Provincie Zuid-Holland financiert Leids promotieonderzoek naar ‘netwerkend financieren’
In de publieke financiering van maatschappelijke projecten is er een vernieuwingstrend gaande. Overheden willen meer dan voorheen in samenwerking met andere overheden, het bedrijfsleven, maatschappelijke instellingen en particulieren, maatschappelijke vraagstukken oppakken. De overheid wil ‘minder leidend’ zijn dan in het verleden vaak het geval was: top down aansturing en eenzijdige besluitvorming zijn achterhaalde concepten volgens veel deelnemers aan deze discussie.
Promovenda Catheel Pino LLM verbonden aan Universiteit Leiden is vandaag officieel met haar onderzoek gestart. De werktitel van het promotieonderzoek is: ‘Nieuwe vormen van publieke financiering van maatschappelijke projecten’. Prof. dr. Willemien den Ouden, hoogleraar Staats- en bestuursrecht aan de afdeling Staats- en bestuursrecht van de Universiteit Leiden, zal dit promotietraject begeleiden.
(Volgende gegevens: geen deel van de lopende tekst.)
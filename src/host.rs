//! # Hosts & Controller Lifecycle
//!
//! A [`Host`] wraps one component element. It owns:
//!
//! 1. **The action table**: named handlers that declarative markup may bind
//!    to. Lookups are checked; a missing name is a normal `None`.
//! 2. **The controller list**: lifecycle notifications (connected,
//!    disconnected, updated, attribute changed) are forwarded to every
//!    registered [`Controller`] in registration order.
//!
//! Controllers keep a [`WeakHost`], so a host and its controllers never form
//! a reference cycle.

use std::cell::{Cell, RefCell};
use std::collections::HashMap;
use std::rc::{Rc, Weak};

use serde::{Deserialize, Serialize};
use tracing::debug;

use crate::dom::{Document, Event, NodeRef};
use crate::error::{ControllerError, Result};

/// A host method that can be bound to an event.
pub type ActionHandler = Rc<dyn Fn(&Event)>;

/// Lifecycle hooks a host forwards to its controllers. All default to no-ops.
pub trait Controller {
    fn host_connected(&self) {}

    fn host_disconnected(&self) {}

    /// Called after each render of the host.
    fn host_updated(&self) {}

    fn host_attribute_changed(&self, _name: &str, _old: Option<&str>, _new: Option<&str>) {}
}

/// Options shared by the action binder and the target resolver.
#[derive(Debug, Clone, Copy, Default, PartialEq, Eq, Serialize, Deserialize)]
#[serde(rename_all = "camelCase", default)]
pub struct ControllerOptions {
    /// Operate on the host's shadow root instead of its light DOM.
    pub shadow: bool,
}

impl ControllerOptions {
    pub fn light() -> Self {
        Self { shadow: false }
    }

    pub fn shadow() -> Self {
        Self { shadow: true }
    }
}

struct HostInner {
    document: Rc<Document>,
    element: NodeRef,
    tag_name: String,
    actions: RefCell<HashMap<String, ActionHandler>>,
    controllers: RefCell<Vec<Rc<dyn Controller>>>,
    connected: Cell<bool>,
}

#[derive(Clone)]
pub struct Host {
    inner: Rc<HostInner>,
}

#[derive(Clone)]
pub struct WeakHost {
    inner: Weak<HostInner>,
}

impl WeakHost {
    pub fn upgrade(&self) -> Option<Host> {
        self.inner.upgrade().map(|inner| Host { inner })
    }
}

impl Host {
    pub fn new(document: Rc<Document>, element: NodeRef) -> Result<Self> {
        let tag_name = element
            .local_name()
            .ok_or(ControllerError::NotAnElement)?
            .to_ascii_lowercase();

        Ok(Self {
            inner: Rc::new(HostInner {
                document,
                element,
                tag_name,
                actions: RefCell::new(HashMap::new()),
                controllers: RefCell::new(Vec::new()),
                connected: Cell::new(false),
            }),
        })
    }

    pub fn document(&self) -> &Rc<Document> {
        &self.inner.document
    }

    pub fn element(&self) -> &NodeRef {
        &self.inner.element
    }

    pub fn tag_name(&self) -> &str {
        &self.inner.tag_name
    }

    pub fn downgrade(&self) -> WeakHost {
        WeakHost {
            inner: Rc::downgrade(&self.inner),
        }
    }

    pub fn attach_shadow(&self) -> Result<NodeRef> {
        self.inner.document.attach_shadow(&self.inner.element)
    }

    pub fn shadow_root(&self) -> Option<NodeRef> {
        self.inner.document.shadow_root(&self.inner.element)
    }

    // ───────────────────────────────────────────────────────────────────────────
    // Action table
    // ───────────────────────────────────────────────────────────────────────────

    /// Make `handler` callable from markup as `name`. Replaces an existing entry.
    pub fn define_action<F>(&self, name: impl Into<String>, handler: F)
    where
        F: Fn(&Event) + 'static,
    {
        self.inner
            .actions
            .borrow_mut()
            .insert(name.into(), Rc::new(handler));
    }

    pub fn action(&self, name: &str) -> Option<ActionHandler> {
        self.inner.actions.borrow().get(name).cloned()
    }

    pub fn has_action(&self, name: &str) -> bool {
        self.inner.actions.borrow().contains_key(name)
    }

    // ───────────────────────────────────────────────────────────────────────────
    // Lifecycle
    // ───────────────────────────────────────────────────────────────────────────

    /// Register a controller. If the host is already connected the
    /// controller is connected immediately.
    pub fn add_controller(&self, controller: Rc<dyn Controller>) {
        self.inner.controllers.borrow_mut().push(controller.clone());
        if self.is_connected() {
            controller.host_connected();
        }
    }

    pub fn controller_count(&self) -> usize {
        self.inner.controllers.borrow().len()
    }

    pub fn is_connected(&self) -> bool {
        self.inner.connected.get()
    }

    /// Start forwarding attribute changes and notify controllers that the
    /// host is in the document. Calling it while connected does nothing.
    pub fn connect(&self) {
        if self.is_connected() {
            return;
        }

        let weak = self.downgrade();
        self.inner.document.set_attribute_callback(
            &self.inner.element,
            Rc::new(move |name, old, new| {
                if let Some(host) = weak.upgrade() {
                    host.attribute_changed(name, old, new);
                }
            }),
        );

        // Set first: controllers added while connecting start right away.
        self.inner.connected.set(true);
        debug!(host = %self.tag_name(), "host connected");
        for controller in self.controllers() {
            controller.host_connected();
        }
    }

    pub fn disconnect(&self) {
        if !self.is_connected() {
            return;
        }

        debug!(host = %self.tag_name(), "host disconnected");
        for controller in self.controllers() {
            controller.host_disconnected();
        }
        self.inner
            .document
            .clear_attribute_callback(&self.inner.element);
        self.inner.connected.set(false);
    }

    /// Post-render notification.
    pub fn updated(&self) {
        for controller in self.controllers() {
            controller.host_updated();
        }
    }

    pub fn attribute_changed(&self, name: &str, old: Option<&str>, new: Option<&str>) {
        for controller in self.controllers() {
            controller.host_attribute_changed(name, old, new);
        }
    }

    // Snapshot so controllers can register further controllers while notified.
    fn controllers(&self) -> Vec<Rc<dyn Controller>> {
        self.inner.controllers.borrow().clone()
    }
}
Stimuleren van initiatieven uit de samenleving
De Provincie Zuid-Holland is zeer actief op het vlak van nieuwe vormen van publieke financiering en heeft de afgelopen jaren de mogelijkheden voor netwerkend financieren onderzocht. De provincie is op zoek naar manieren om ruimte te bieden aan initiatieven vanuit de samenleving. Dit kan door deze te faciliteren, te financieren en particulieren verantwoordelijkheid te geven in de beleidsvorming en uitvoering daarvan. Het doel van de provincie Zuid-Holland is dat in dit promotieonderzoek onder andere een methodiek ontwikkeld wordt die bijdraagt aan een optimale, transparante, efficiënte en rechtmatige inzet van (financiële) instrumenten die passen bij het werken vanuit een netwerk. Gedurende het onderzoekstraject zullen de resultaten van het onderzoek gedeeld worden met andere overheden.
Netwerkend onderzoeken
In dit traject wordt samengewerkt met onder andere de Rijksoverheid, provincie Noord-Brabant en diverse kennisinstellingen. Dit helpt niet alleen om tunnelvisie te voorkomen, maar geeft ook meer zicht op welke instrumenten er in de praktijk al worden gebruikt en op welke schaal. Door de intensieve samenwerking kunnen in de toekomst verschillende bestuursorganen de ontwikkelde “methodiek” toepassen. Dit zorgt voor draagvlak en geeft dit onderzoek een nationale uitstraling. “Door de handen nu ineen te slaan zijn we in staat om met een breed gedragen onderzoek straks echt een verschil te maken”, aldus gedeputeerde Van der Sande, tijdens de kick-off.